Abstract

The stacks of materials and amount of information collected as part of the individual reparation process since the late 1940s are immense. It is the largest untapped Holocaust-related archive. One might ask, what should we do with this enormous collection of documents? Will these documents provide new insights on the Holocaust? How will they change what we know about post-war societies? This is of course not the first time that such questions have been raised. By looking at the work of a group of historians using compensation claim files as a historical source at the end of 1950s in Berlin, my paper will seek to provide some insight into the compound interplay between individual compensation claims and historical research.
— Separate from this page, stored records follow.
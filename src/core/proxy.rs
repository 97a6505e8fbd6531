//! Top-level dispatcher.
//!
//! [`Proxy`] owns the currently published [`Router`] and the factories used to build new
//! ones. `update` builds a complete table off to the side and publishes it in one atomic
//! store; `serve` loads whatever table is current and runs the request through it inside a
//! panic boundary.
use std::{
    any::Any,
    panic::AssertUnwindSafe,
    sync::{Arc, Mutex},
};

use arc_swap::ArcSwap;
use axum::{Json, body::Body as AxumBody, extract::State, routing::get};
use futures_util::FutureExt;
use hyper::{Request, Response, StatusCode};

use crate::{
    config::models::GatewayConfig,
    core::{
        endpoint::{EndpointHandler, Factories},
        error::BuildError,
        router::{Router, RouterInspect},
    },
    ports::{metrics_sink::MetricsSink, middleware::MiddlewareFactory, transport::TransportFactory},
};

pub const INSPECT_PATH: &str = "/debug/proxy/router/inspect";

/// Single-writer, many-reader holder of the published routing table.
pub struct RouterHolder {
    current: ArcSwap<Router>,
}

impl RouterHolder {
    pub fn new(router: Router) -> Self {
        Self {
            current: ArcSwap::from_pointee(router),
        }
    }

    pub fn store(&self, router: Arc<Router>) {
        self.current.store(router);
    }

    /// The table published last. The returned snapshot stays valid for as long as the caller
    /// holds it, regardless of later stores.
    pub fn load(&self) -> Arc<Router> {
        self.current.load_full()
    }
}

pub struct Proxy {
    holder: RouterHolder,
    factories: Factories,
    update_lock: Mutex<()>,
}

impl Proxy {
    /// A proxy serving an empty table until the first successful [`Proxy::update`].
    pub fn new(
        transports: Arc<dyn TransportFactory>,
        middlewares: Arc<dyn MiddlewareFactory>,
        metrics: Arc<dyn MetricsSink>,
    ) -> Self {
        let factories = Factories {
            transports,
            middlewares,
            metrics,
        };
        Self {
            holder: RouterHolder::new(Router::new(factories.metrics.clone())),
            factories,
            update_lock: Mutex::new(()),
        }
    }

    /// Build a routing table for `config` and publish it.
    ///
    /// Any endpoint failing to build aborts the update; the previously published table stays
    /// in force.
    pub fn update(&self, config: &GatewayConfig) -> Result<(), BuildError> {
        let _guard = self
            .update_lock
            .lock()
            .unwrap_or_else(|poisoned| poisoned.into_inner());

        let mut router = Router::new(self.factories.metrics.clone());
        for endpoint in &config.endpoints {
            tracing::info!(
                "build endpoint: [{}] {} {}",
                endpoint.protocol,
                endpoint.method,
                endpoint.path
            );
            let handler = EndpointHandler::build(endpoint, &config.middlewares, &self.factories)?;
            router.insert(&endpoint.path, &endpoint.method, Arc::new(handler))?;
        }

        tracing::info!(
            "Publishing routing table '{}' with {} routes",
            config.name,
            router.len()
        );
        self.holder.store(Arc::new(router));
        Ok(())
    }

    pub fn current(&self) -> Arc<Router> {
        self.holder.load()
    }

    /// Serve one request against the current table.
    ///
    /// A panic anywhere below is logged and answered with `502 Bad Gateway`.
    pub async fn serve(&self, req: Request<AxumBody>) -> Response<AxumBody> {
        let router = self.holder.load();
        let method = req.method().clone();
        let uri = req.uri().clone();

        match AssertUnwindSafe(router.serve(req)).catch_unwind().await {
            Ok(response) => response,
            Err(panic) => {
                tracing::error!(
                    "Recovered from panic while serving {} {}: {}",
                    method,
                    uri,
                    panic_message(panic.as_ref())
                );
                let mut response = Response::new(AxumBody::empty());
                *response.status_mut() = StatusCode::BAD_GATEWAY;
                response
            }
        }
    }

    /// Debug surface exposing the current table as JSON.
    pub fn debug_router(self: &Arc<Self>) -> axum::Router {
        axum::Router::new()
            .route(INSPECT_PATH, get(inspect_handler))
            .with_state(self.clone())
    }
}

async fn inspect_handler(State(proxy): State<Arc<Proxy>>) -> Json<RouterInspect> {
    Json(proxy.current().inspect())
}

fn panic_message(panic: &(dyn Any + Send)) -> &str {
    panic
        .downcast_ref::<&str>()
        .copied()
        .or_else(|| panic.downcast_ref::<String>().map(String::as_str))
        .unwrap_or("unknown panic")
}
// Scripted in-memory upstreams shared by the integration tests
#![allow(dead_code)]

use std::{
    collections::HashMap,
    convert::Infallible,
    net::SocketAddr,
    sync::{
        Arc, Mutex,
        atomic::{AtomicUsize, Ordering},
    },
    time::Duration,
};

use axum::{body::Body as AxumBody, extract::ConnectInfo};
use bytes::Bytes;
use futures_util::stream;
use http_body::Frame;
use http_body_util::{BodyExt, StreamBody};
use hyper::{HeaderMap, Request, Response, header::HeaderValue};
use portway::{
    InMemoryMetrics, MiddlewareRegistry, Proxy,
    config::models::EndpointConfig,
    core::RequestOptions,
    ports::transport::{SharedTransport, TransportError, TransportResult, transport_fn},
};

pub const PEER: [u8; 4] = [10, 0, 0, 7];

/// What a scripted upstream does on one call.
#[derive(Debug, Clone)]
pub enum Step {
    Status(u16),
    Delay(Duration, u16),
    Canceled,
    DeadlineExceeded,
    Refused,
    /// 200 with a body and `grpc-status: 0` trailers.
    GrpcOk,
}

/// One call observed by a scripted upstream.
#[derive(Debug, Clone)]
pub struct Seen {
    pub body: Bytes,
    pub forwarded_for: Option<String>,
    pub attempt: Option<u32>,
}

/// Upstream that plays `steps` in order, repeating the last one, and answers with `name`
/// as the body.
#[derive(Clone)]
pub struct Script {
    name: String,
    steps: Arc<Vec<Step>>,
    calls: Arc<AtomicUsize>,
    seen: Arc<Mutex<Vec<Seen>>>,
}

impl Script {
    pub fn new(name: &str, steps: Vec<Step>) -> Self {
        Self {
            name: name.to_string(),
            steps: Arc::new(steps),
            calls: Arc::default(),
            seen: Arc::default(),
        }
    }

    pub fn calls(&self) -> usize {
        self.calls.load(Ordering::SeqCst)
    }

    pub fn seen(&self) -> Vec<Seen> {
        self.seen.lock().unwrap().clone()
    }

    pub fn transport(&self) -> SharedTransport {
        let script = self.clone();
        transport_fn(move |req: Request<AxumBody>| {
            let script = script.clone();
            async move { script.call(req).await }
        })
    }

    async fn call(&self, req: Request<AxumBody>) -> TransportResult<Response<AxumBody>> {
        let index = self.calls.fetch_add(1, Ordering::SeqCst);
        let step = self
            .steps
            .get(index)
            .or(self.steps.last())
            .cloned()
            .unwrap_or(Step::Status(200));

        let (parts, body) = req.into_parts();
        let body = body.collect().await.unwrap().to_bytes();
        self.seen.lock().unwrap().push(Seen {
            body,
            forwarded_for: parts
                .headers
                .get("x-forwarded-for")
                .map(|v| v.to_str().unwrap().to_string()),
            attempt: parts
                .extensions
                .get::<RequestOptions>()
                .map(|options| options.attempt),
        });

        match step {
            Step::Status(status) => Ok(self.respond(status)),
            Step::Delay(delay, status) => {
                tokio::time::sleep(delay).await;
                Ok(self.respond(status))
            }
            Step::Canceled => Err(TransportError::Canceled("upstream canceled".into())),
            Step::DeadlineExceeded => {
                Err(TransportError::DeadlineExceeded("upstream too slow".into()))
            }
            Step::Refused => Err(TransportError::Connection("connection refused".into())),
            Step::GrpcOk => {
                let mut trailers = HeaderMap::new();
                trailers.insert("grpc-status", HeaderValue::from_static("0"));
                let frames = stream::iter(vec![
                    Ok::<_, Infallible>(Frame::data(Bytes::from(self.name.clone()))),
                    Ok(Frame::trailers(trailers)),
                ]);
                let mut response = Response::new(AxumBody::new(StreamBody::new(frames)));
                response
                    .headers_mut()
                    .insert("content-type", HeaderValue::from_static("application/grpc"));
                Ok(response)
            }
        }
    }

    fn respond(&self, status: u16) -> Response<AxumBody> {
        Response::builder()
            .status(status)
            .body(AxumBody::from(self.name.clone()))
            .unwrap()
    }
}

/// Scripts addressed by the first backend target of an endpoint.
#[derive(Clone, Default)]
pub struct Upstreams {
    scripts: Arc<Mutex<HashMap<String, Script>>>,
}

impl Upstreams {
    pub fn add(&self, script: Script) -> Script {
        self.scripts
            .lock()
            .unwrap()
            .insert(script.name.clone(), script.clone());
        script
    }

    pub fn proxy(&self, metrics: Arc<InMemoryMetrics>) -> Proxy {
        let scripts = self.scripts.clone();
        let transports = move |endpoint: &EndpointConfig| -> TransportResult<SharedTransport> {
            let target = endpoint
                .backends
                .first()
                .map(|b| b.target.clone())
                .unwrap_or_default();
            scripts
                .lock()
                .unwrap()
                .get(&target)
                .map(Script::transport)
                .ok_or_else(|| TransportError::InvalidConfig(format!("unknown upstream {target}")))
        };
        Proxy::new(
            Arc::new(transports),
            Arc::new(MiddlewareRegistry::with_builtins()),
            metrics,
        )
    }
}

pub fn request(method: &str, uri: &str, body: impl Into<AxumBody>) -> Request<AxumBody> {
    let mut req = Request::builder()
        .method(method)
        .uri(uri)
        .body(body.into())
        .unwrap();
    req.extensions_mut()
        .insert(ConnectInfo(SocketAddr::from((PEER, 40000))));
    req
}

pub async fn body_text(response: Response<AxumBody>) -> String {
    let bytes = response.into_body().collect().await.unwrap().to_bytes();
    String::from_utf8(bytes.to_vec()).unwrap()
}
The Forschungsgruppe Berliner Widerstand 1933–1945 commenced its work in October 1956. Funded by the Berlin city lottery, with overheads covered by the Berlin Ministry of Interior, this research unit was to conduct a broad-based study of persecution and resistance in Berlin during the Nazi period. Using extensive documentary evidence, the project was supposed to focus on the fate of the victims of Nazi policy and the efforts of individual groups to offer resistance. In terms of its approach and method, the project was ahead of its time. The initial idea of using individual victim experiences as a starting point for the depiction of Nazi crimes and the opposition against it made, even if only for a brief period of time, the compensation claim files into a valuable historical resource. The exploration of this Forschungsgruppe will help us to better understand the challenges of working with personal compensation claims as historical documents and will raise stimulating questions about the place of German reparation in Holocaust studies and commemoration of the Holocaust.